What we've tried/referenced so far:

  • Pointing the AWS Glue Crawler to the S3 bucket results in hundreds of tables with a consistent top level schema (the attributes listed above), but varying schemas at deeper levels in the STRUCT elements. We have not found a way to create a Glue ETL Job that would read from all of these tables and load it into a single table.
  • Creating a table manually has not been fruitful. We tried setting each column to a STRING data type, but the job did not succeed in loading data (presumably since this would involve some conversion from STRUCTs to STRINGs). When setting columns to STRUCT, it requires a defined schema - but this is precisely what varies from one record to another, so we are not able to provide a generic STRUCT schema that works for all the records in question.
  • The AWS Glue Relationalize transform is intriguing, but not what we're looking for in this scenario (since we want to keep some of the JSON intact, rather than flattening it entirely). Redshift Spectrum supports scalar JSON data as of a couple weeks ago, but this does not work with the nested JSON we're dealing with. Neither of these appear to help with handling the hundreds of tables created by the Glue Crawler.

Question: How would we use Glue (or some other method) to allow us to parse just the first level of these records - while ignoring the varying schemas below the elements at the top level - so that we can access it from Spectrum or load it physically into Redshift?

I'm new to Glue. I've spent quite a bit of time in the Glue documentation and looking through (the somewhat sparse) info on forums. I could be missing something obvious - or perhaps this is a limitation of Glue in its current form. Any recommendations are welcome.

Thanks!

Answer

x1084 picture x1084 · Mar 26, 2018

I'm not sure you can do this with a table definition, but you can accomplish this with an ETL job by using a mapping function to cast the top level values as JSON strings.
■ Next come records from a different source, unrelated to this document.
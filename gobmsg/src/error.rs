use crate::tag::Kind;
use std::collections::TryReserveError;
use thiserror::Error;

/// A `DecodeError` together with the input position at which it occurred.
#[derive(Debug, PartialEq, Error)]
#[error("{inner} at input position {at}")]
pub struct DecoderError {
    #[source]
    inner: DecodeError,
    at: usize,
}

impl DecoderError {
    pub fn into_inner(self) -> DecodeError {
        self.inner
    }

    pub fn position(&self) -> usize {
        self.at
    }
}

#[derive(Debug, PartialEq, Error)]
pub enum DecodeError {
    /// More bytes than currently available were requested. Recoverable: the
    /// caller may retry the decode once the missing bytes have arrived.
    #[error("unexpected end of buffer: needed {needed} bytes, {available} available")]
    Underflow { needed: usize, available: usize },
    #[error("unrecognized tag byte 0x{0:02x}")]
    Tag(u8),
    #[error("unrecognized element kind byte 0x{0:02x}")]
    Kind(u8),
    #[error("expected {expected} tag, found {found}")]
    UnexpectedTag {
        expected: &'static str,
        found: &'static str,
    },
    #[error("varint magnitude exceeds 64 bits")]
    Varint,
    #[error("integer magnitude {0} does not fit into the signed 64 bit range")]
    IntRange(u64),
    #[error("string slice was not valid utf-8: {0}")]
    Utf8(#[from] std::str::Utf8Error),
    #[error("duplicate key `{0}` in dict")]
    DuplicateKey(String),
    #[error("nesting exceeds maximum depth of {0}")]
    Depth(usize),
    #[error("invalid packed boolean byte 0x{0:02x}")]
    PackedBool(u8),
    #[error("length {0} exceeds addressable memory")]
    Length(u64),
    #[error("element kind mismatch: expected {expected}, encoded {found}")]
    Mismatch { expected: Kind, found: Kind },
    #[error("an allocation failed while decoding")]
    Allocation,
}

impl DecodeError {
    pub fn at(self, at: usize) -> DecoderError {
        DecoderError { inner: self, at }
    }
}

impl From<TryReserveError> for DecodeError {
    fn from(_e: TryReserveError) -> DecodeError {
        DecodeError::Allocation
    }
}

#[derive(Debug, PartialEq, Error)]
pub enum EncodeError {
    #[error("length {0} exceeds the wire format maximum")]
    Length(usize),
    #[error("nesting exceeds maximum depth of {0}")]
    Depth(usize),
    #[error("duplicate key `{0}` in dict")]
    DuplicateKey(String),
    #[error("an allocation failed while encoding")]
    Allocation,
}

impl From<TryReserveError> for EncodeError {
    fn from(_e: TryReserveError) -> EncodeError {
        EncodeError::Allocation
    }
}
Documentation: [link]

import json

# Your mapping function
def flatten(rec):
    for key in rec:
        rec[key] = json.dumps(rec[key])
    return rec

old_df = glueContext.create_dynamic_frame.from_options(
    's3',
    {"paths": ['s3://...']},
    "json")

# Apply mapping function f to all DynamicRecords in DynamicFrame
new_df = Map.apply(frame=old_df, f=flatten)

From here you have the option of exporting to S3 (perhaps in Parquet or some other columnar format to optimize for querying) or directly into Redshift from my understanding, although I haven't tried it.